Баловал отец и маму, доставлял ей радость своими сюрпризами. При этом он обладал цельным, словно выточенным из металла характером: не пил и не курил, презирал праздность, расхлябанность, краснобайство, дело ценил превыше всего, ненавидел стяжателей и приспособленцев, во всем и везде – на работе и дома – был строг и требователен. До меня дошли два эпизода из жизни и образа отца. Однажды мама, колхозная доярка, обратилась к нему с просьбой выписать новые пимы, поскольку старые износились и прохудились. Ответ был однозначен: подожди, твоя очередь еще не подошла, пусть получат те, кто впереди тебя… Мама, резкая и вспыльчивая, настаивала: «Шура, ты же член правления колхоза, можешь взять пару валенок без очереди». «Не могу», – был ответ. На следующий день мать пошла в кладовую колхоза, и ей выдали валенки. Отец, придя вечером с работы, строго взглянув на маму, взял пимы и утром отнес их назад, жестко объяснив кладовщику, что так делать нельзя…

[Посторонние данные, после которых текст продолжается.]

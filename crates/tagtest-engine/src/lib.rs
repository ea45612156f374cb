//! tagtest engine - discover and run marker-tagged test methods
//!
//! A test subject is a type whose methods are tagged with parameter
//! literals, expected-result literals and a numeric tolerance. The engine
//! instantiates the subject once, expands every tagged method into cases,
//! coerces each literal to the declared parameter type, invokes the method,
//! and classifies the outcome as PASS, FAIL or ERROR.
//!
//! # Example
//!
//! ```
//! use tagtest_engine::{suite, NullObserver, Suite, TestRunner};
//!
//! #[derive(Default)]
//! struct Arithmetic;
//!
//! #[suite]
//! impl Arithmetic {
//!     #[tagtest(params = ["5", "10"], expected = ["25", "100"])]
//!     fn square(&self, n: i32) -> i32 {
//!         n * n
//!     }
//! }
//!
//! let mut subject = Arithmetic;
//! let suite = Suite::discover(&subject);
//! let report = TestRunner::new().run(&mut subject, &suite, &mut NullObserver);
//! assert_eq!(report.summary.passed, 2);
//! ```

pub mod coerce;
pub mod compare;
pub mod contain;
pub mod descriptor;
pub mod discovery;
pub mod error;
pub mod registry;
pub mod runner;
pub mod value;

pub use coerce::{coerce, FromParam, ParamKind};
pub use compare::{compare, Verdict};
pub use contain::is_panic_contained;
pub use descriptor::{DescriptorPlan, TestCase, TestDescriptor};
pub use discovery::{instantiate, Suite, TestSubject};
pub use error::{EngineError, Fault, FaultKind};
pub use registry::{SubjectEntry, SubjectRegistry};
pub use runner::{
    CaseDetail, CaseRecord, NullObserver, Outcome, RunObserver, RunReport, RunSummary, TestRunner,
};
pub use value::{IntoValue, Rendered, TestReturn, Value};

pub use tagtest_macros::suite;

// Lets `#[suite]` expansions name this crate from inside it
extern crate self as tagtest_engine;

…Мне было пять с половиной лет, когда папа 12 июля 1941 года был призван в ряды Красной Армии. Великая Отечественная война разделила, разломила мой мир надвое, куда-то ушло, улетело счастье, начались суровые будни, наполненные тяжким, изнурительным трудом мамы, ее борьбой за наше существование. Известие о гибели отца в 1943 году потрясло меня, я вдруг ощутил себя взрослым, мужиком, которому не до сентиментальных воспоминаний…

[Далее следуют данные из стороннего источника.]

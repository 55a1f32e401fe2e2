pub mod parser;
pub mod types;

pub use parser::{ContentParser, FrontMatterFormat, ParsedContent};
pub use types::FrontMatter;
mod factory;

pub use factory::create_app;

Моей маме, Клавдии Ивановне в 1941 году было всего тридцать три года, каково ей было навсегда проститься с мужем, отцом троих детей? Ей, колхозной доярке, надо было не только доить, но и поить, кормить коров, убирать навоз, а летом еще и пахать на них. А чтобы дети не умерли от голода и холода, нужно было обрабатывать огород, сажать, окучивать, окапывать картошку, запасать нужное количество, дабы хватило на целый год. Она должна была содержать дом: топить печь, пилить, рубить и привозить из лесу дрова, готовить еду для дочерей и сына, длинной, холодной сибирской зимой раскапывать занесенный по самую крышу дом.
Морозы были настолько сильными, что разрывали землю, в ней образовывались большие трещины, встававшее солнце светило тускло, его обрамляли какие-то кольца. Мама наглухо закрывала двери, ведущие в горницу, голландскую железную печь переставала топить, вся жизнь сосредоточивалась вокруг большой, кирпичной русской печи, в которой варила борщ из капусты. Она заготавливала ее с осени на всю зиму, большая кадушка стояла в сенях, замершую капусту мама рубила топором, потом оттаивала – вот и борщ, и вместе с картошкой еда на целый день. Когда появлялась мука, то пекла и хлеб, но он только так назывался, в нем было 90% картошки и 10% муки.
Я спал на печи – там было тепло и уютно. Забившись в угол и загородившись от мамы, при фитильке читал, – читал много, запоем. В четвертом классе прочитал «Тихий Дон», «Поднятую целину» и многое другое…
…Однажды приехавшие из Северного отделения совхоза «Боевой» гастролеры стали предлагать антоновцам купить пшеницу. Поскольку денег у матери не было, она решила обменять две пары отцовских выходных белых с галошами чесанок (валенки, или, по-сибирски, пимы). Получила за них мешок пшеницы… Оказалось, что она была ворованной у совхоза, гастролеров, естественно, арестовали, а вместе с ними и покупателей. Их отвезли в Омск для проведения следствия.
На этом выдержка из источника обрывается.